Gutierrez, a talented runner at Citrus College, was sought by Anteater Coach Vince O’Boyle. The Irvine men’s team, though, does not offer scholarships, so Gutierrez found himself in a financial aid runaround with a twist.

“Either I filled out the wrong form or they messed it up,” Gutierrez said. “Either way, I couldn’t get money until I was enrolled in school and I couldn’t enroll in school until I paid my tuition.”

An Irvine official finally recognized the insanity of this situation and arranged an advance on the aid.

“Just dealing with our financial aid department shows how tough Jorge is,” O’Boyle said.

There have are other examples.

At the Stanford Invitational a year ago, Gutierrez was so sick his teammates said they feared he might have to go to the hospital. Instead, he ran.

“I’m out on the course and Jorge just blows by me,” Frichtel said.

Gutierrez finished first among Irvine runners that day.

“It wasn’t all that bad,” Gutierrez said. “At least in my opinion.”

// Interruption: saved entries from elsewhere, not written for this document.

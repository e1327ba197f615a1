//! Display implementations for domain models.
//!
//! All Display trait implementations for the core domain models live
//! here, separated from the model definitions to keep data structures and
//! presentation logic apart. Output is markdown for rich terminal
//! rendering.

use std::fmt;

use super::datetime::{ClockTime, LocalDateTime, LongDate};
use crate::models::{BookingRecord, Cafe, Record, RedemptionRecord};

impl fmt::Display for Cafe {
    fn fmt(&self, f: &mut fmt::Formatter<'_>) -> fmt::Result {
        writeln!(f, "## {} (ID: {})", self.name, self.id)?;
        writeln!(f)?;
        writeln!(f, "{}", self.tagline)?;
        writeln!(f)?;
        writeln!(f, "- **Location**: {}", self.location)?;
        writeln!(f, "- **Rating**: {:.1}", self.rating)?;
        writeln!(f, "- **Open**: {}", self.open_hours)?;
        writeln!(f)?;

        Ok(())
    }
}

impl fmt::Display for BookingRecord {
    fn fmt(&self, f: &mut fmt::Formatter<'_>) -> fmt::Result {
        writeln!(f, "### {}", self.cafe.name)?;
        writeln!(f)?;
        writeln!(f, "- Location: {}", self.cafe.location)?;
        writeln!(f, "- Date: {}", LongDate(self.date))?;
        writeln!(f, "- Time: {}", ClockTime(self.time))?;
        writeln!(
            f,
            "- Guests: {} {}",
            self.guests,
            if self.guests == 1 { "person" } else { "people" }
        )?;
        writeln!(f, "- Booked: {}", LocalDateTime(&self.created_at))?;
        if !self.has_artifact() {
            writeln!(f, "- QR image unavailable")?;
        }
        writeln!(f, "- Booking ID: {}", self.id)?;
        writeln!(f)?;

        Ok(())
    }
}

impl fmt::Display for RedemptionRecord {
    fn fmt(&self, f: &mut fmt::Formatter<'_>) -> fmt::Result {
        writeln!(f, "### {}", self.cafe.name)?;
        writeln!(f)?;
        writeln!(f, "- Location: {}", self.cafe.location)?;
        writeln!(f, "- Code: {}", self.code)?;
        writeln!(f, "- Issued: {}", LocalDateTime(&self.created_at))?;
        writeln!(f, "- Expires: {}", LocalDateTime(&self.expires_at))?;
        writeln!(f, "- Redemption ID: {}", self.id)?;
        writeln!(f)?;

        Ok(())
    }
}

impl fmt::Display for Record {
    fn fmt(&self, f: &mut fmt::Formatter<'_>) -> fmt::Result {
        match self {
            Record::Booking(b) => write!(f, "{b}"),
            Record::Redemption(r) => write!(f, "{r}"),
        }
    }
}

Said Frichtel: “He looked like he was dying that morning.”

Such is Gutierrez’s dedication.

“You could just see all kinds of potential in him from the start,” O’Rourke said. “He would set these high goals and accomplish them. He was infectious to be around.”

So far, there is no cure. Gutierrez is a big reason the Anteaters have done so well this season. They finished second at the UC Santa Barbara Invitational, against three other Big West schools. Gutierrez finished fourth in the race with a season-best time of 25:28.2.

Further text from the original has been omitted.